From: Dewey Edwards on
On Thu, 29 Apr 2010 09:44:28 -0700, Mike Easter <MikeE(a)ster.invalid>
wrote:

>Dewey Edwards wrote:
>> Mike Easter
>
>>> I've pasted from a link -- and/or with pasting the link immediately
>>> followed by the pasting -- and/or pasting the link with additional
>>> punctuation in the form of quote marks or double slashes to frame the
>>> pasting -- and/or designations such as <q> </q> to open and close the quote.
>>>
>>> Personally I think it adds too many keystrokes to have to markup the
>>> quote -- but I would like to hear the opinion of others.
>>
>>
>> Disagree. It takes TWO extra keystokes.
>
><still debating>
>
>It seems that if I paste the link immediately followed - in the same par
>without empty line - by the pasting from the link's page - that it
>should be 'apparent' that the words which follow the URL belong to the
>something I pasted from the URLs page, either copied from the source
>Title line or copied from something on the link's page, even without the
>keystrokes.

Your choice and I believe that I would see that.

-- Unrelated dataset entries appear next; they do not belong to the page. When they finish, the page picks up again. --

pub mod config;
pub mod decimal;
pub mod deletion;
pub mod engine;
pub mod errors;
pub mod events;
pub mod installment;
pub mod lifecycle;
pub mod overrides;
pub mod payment;
pub mod plan;
pub mod processor;
pub mod reconcile;
pub mod revenue;
pub mod schedule;
pub mod store;
pub mod sweeper;
pub mod types;

// re-export key types
pub use config::EngineConfig;
pub use decimal::{Money, Rate};
pub use deletion::DeletionSummary;
pub use engine::{CreatedPlan, PaymentPlanEngine};
pub use errors::{ErrorKind, ErrorOutcome, PlanError, Result};
pub use events::{Event, EventStore};
pub use installment::{
    CustomScheduleLine, Installment, InstallmentMetadata, ManualPayment, OverrideAction,
    OverrideEvent, Transition,
};
pub use lifecycle::{InstallmentLedger, InstallmentUpdate};
pub use overrides::{ManualOverride, ManualStatusRequest};
pub use payment::ParentPayment;
pub use plan::{Plan, PlanTerms};
pub use processor::{ProcessorEvent, ProcessorEventKind, ProcessorEvents, ProcessorOutcome};
pub use reconcile::{
    derive_payment, derive_plan, Issue, Reconciler, ReconciliationReport, RepairAction,
    RepairOptions, RepairOutcome, SagaRecovery,
};
pub use revenue::{MonthlyCollection, PaymentProgress, RevenueAggregator, RevenueReport, RevenueSummary};
pub use schedule::{ScheduleGenerator, ScheduleRequest, ScheduledLine};
pub use store::{MemoryStore, Store};
pub use sweeper::{OverdueSweeper, SweepReport};
pub use types::{
    CreationStage, InstallmentId, InstallmentStatus, ParentId, PaymentId, PaymentMethod,
    PaymentStatus, PlanId, PlanStatus, RecordKind, SettlementPrecedence,
};

// re-export external dependencies that users will need
pub use chrono;
pub use hourglass_rs::{SafeTimeProvider, TimeSource};
pub use rust_decimal::Decimal;
pub use uuid::Uuid;
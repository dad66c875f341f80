use chrono::{DateTime, Utc};
use serde::{Deserialize, Serialize};

use crate::decimal::Money;
use crate::types::{ParentId, PaymentId, PaymentStatus, PlanId};

/// umbrella due record for one parent obligation
#[derive(Debug, Clone, PartialEq, Serialize, Deserialize)]
pub struct ParentPayment {
    pub id: PaymentId,
    pub parent_id: ParentId,
    pub plan_id: Option<PlanId>,
    /// equals the plan total when plan-backed
    pub amount: Money,
    /// first due date
    pub due_date: DateTime<Utc>,
    pub status: PaymentStatus,
    pub paid_at: Option<DateTime<Utc>>,
    /// free text for people; structured data lives on installments
    pub notes: String,
    pub created_at: DateTime<Utc>,
    pub updated_at: DateTime<Utc>,
}

impl ParentPayment {
    pub fn new(
        id: PaymentId,
        parent_id: ParentId,
        plan_id: Option<PlanId>,
        amount: Money,
        due_date: DateTime<Utc>,
        now: DateTime<Utc>,
    ) -> Self {
        Self {
            id,
            parent_id,
            plan_id,
            amount,
            due_date,
            status: PaymentStatus::Pending,
            paid_at: None,
            notes: String::new(),
            created_at: now,
            updated_at: now,
        }
    }

    pub fn is_cancelled(&self) -> bool {
        self.status == PaymentStatus::Cancelled
    }
}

>I'm not defending the way BB did it at the beginning of this thread,
>which pasting wasn't apparent.

There a lot of idiots in this group. Pushing sixty and disabled I
occasionally fall into that category.

>> One types a ", one then pastes, and one then closes the quote with
>> another ".
>
>Yeah. but...
>
>Similarly, if I create an 'imaginary' conversation between two people, I
>might be lazy and leave out the quote marks if their quotes seem
>apparent by the structure and separation of the lines. Like a
>screenwriter would, no quotes in screenwriting.